(Data for this exercise Opens)
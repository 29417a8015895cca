//! # multillama
//!
//! multillama talks to several locally hosted language models at once. It is the engine
//! behind a multi-model chat front end. The presentation layer is kept out of the crate:
//! it submits user intent to an [`Orchestrator`] and renders whatever state the
//! orchestrator exposes.
//!
//! The crate provides:
//!
//! * **Targeted broadcast**: one message fanned out concurrently to every selected model,
//!   narrowed with `@model` / `@model#2` mentions ([`mentions`]).
//! * **Autonomous dialogue**: a round-robin conversation between models that the user can
//!   interrupt between turns and stop cooperatively ([`autonomous`]).
//! * **Outgoing queue**: a bounded FIFO so only one broadcast runs at a time
//!   ([`message_queue`]).
//! * **Hosts**: URL normalization, connection status and model catalogs
//!   ([`host_registry`]), plus discovery of hosts on the local network
//!   ([`network_scan`]).
//! * **Sessions**: named conversations persisted as JSON ([`session_store`],
//!   [`persistence`]).
//!
//! Backends sit behind the [`ClientWrapper`] trait; [`clients::ollama::OllamaClient`]
//! implements it for the Ollama HTTP API.
//!
//! ## Getting Started
//!
//! ```rust,no_run
//! use multillama::clients::ollama::OllamaClient;
//! use multillama::orchestrator::{Orchestrator, SubmitRequest};
//! use multillama::participant::ModelRef;
//! use multillama::persistence::JsonFileStore;
//! use std::sync::Arc;
//!
//! #[tokio::main]
//! async fn main() -> Result<(), Box<dyn std::error::Error>> {
//!     multillama::init_logger();
//!
//!     let orchestrator = Orchestrator::builder(Arc::new(OllamaClient::new()))
//!         .restore_from(Arc::new(JsonFileStore::new("./multillama-data")))?
//!         .build();
//!     orchestrator.refresh_all_hosts().await;
//!
//!     let llama = orchestrator.add_participant(ModelRef::new("host-local", "llama3:8b"))?;
//!     let qwen = orchestrator.add_participant(ModelRef::new("host-local", "qwen2.5:7b"))?;
//!
//!     orchestrator
//!         .submit(SubmitRequest::text("Name one sorting algorithm each.").autonomous())
//!         .await?;
//!     tokio::time::sleep(std::time::Duration::from_secs(10)).await;
//!     orchestrator.stop_autonomous();
//!
//!     if let Some(report) = orchestrator.wait_autonomous().await {
//!         for entry in report.transcript {
//!             println!("{}: {}", entry.speaker, entry.content);
//!         }
//!     }
//!     println!("{} / {}", orchestrator.display_name(&llama), orchestrator.display_name(&qwen));
//!     Ok(())
//! }
//! ```

use std::sync::Once;

static INIT_LOGGER: Once = Once::new();

/// Initialise the global [`env_logger`] subscriber exactly once.
///
/// Filtering follows `RUST_LOG`, e.g. `RUST_LOG=multillama=debug`.
///
/// ```rust
/// multillama::init_logger();
/// multillama::init_logger();
/// log::info!("Logger is ready");
/// ```
pub fn init_logger() {
    INIT_LOGGER.call_once(|| {
        env_logger::init();
    });
}

// Import the top-level `multillama` module.
pub mod multillama;

// Re-exporting key items for easier external access.
pub use multillama::autonomous;
pub use multillama::autonomous::{AutonomousReport, AutonomousStatus, TranscriptEntry};
pub use multillama::client_wrapper;
pub use multillama::client_wrapper::{
    ChunkMode, ClientError, ClientWrapper, Message, MessageChunk, MessageChunkStream, ModelInfo,
    Role,
};
pub use multillama::clients;
pub use multillama::config;
pub use multillama::config::{ChatConfiguration, OrchestratorConfig, ScannerConfig, Settings};
pub use multillama::event;
pub use multillama::event::{EventHandler, OrchestratorEvent, ScanEvent};
pub use multillama::host_registry;
pub use multillama::host_registry::{Host, HostStatus};
pub use multillama::mentions;
pub use multillama::message_queue;
pub use multillama::network_scan;
pub use multillama::network_scan::{NetworkScanner, ScanOutcome, ScannedHost};
pub use multillama::orchestrator;
pub use multillama::orchestrator::{
    Orchestrator, OrchestratorError, OrchestratorSnapshot, SubmitOutcome, SubmitRequest,
};
pub use multillama::participant;
pub use multillama::participant::{ModelRef, Participant, ParticipantKey};
pub use multillama::persistence;
pub use multillama::persistence::{JsonFileStore, StateStore};
pub use multillama::prompt;
pub use multillama::prompt::Attachment;
pub use multillama::roles;
pub use multillama::session_store;
pub use multillama::session_store::{ConversationSession, SessionStore};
(Data for this exercise Closes)
*About this exercise*.
Using the data above, return every line that contains the string "JsonFileStore".

*Response to the exercise*.
//! use multillama::persistence::JsonFileStore;
//!         .restore_from(Arc::new(JsonFileStore::new("./multillama-data")))?
pub use multillama::persistence::{JsonFileStore, StateStore};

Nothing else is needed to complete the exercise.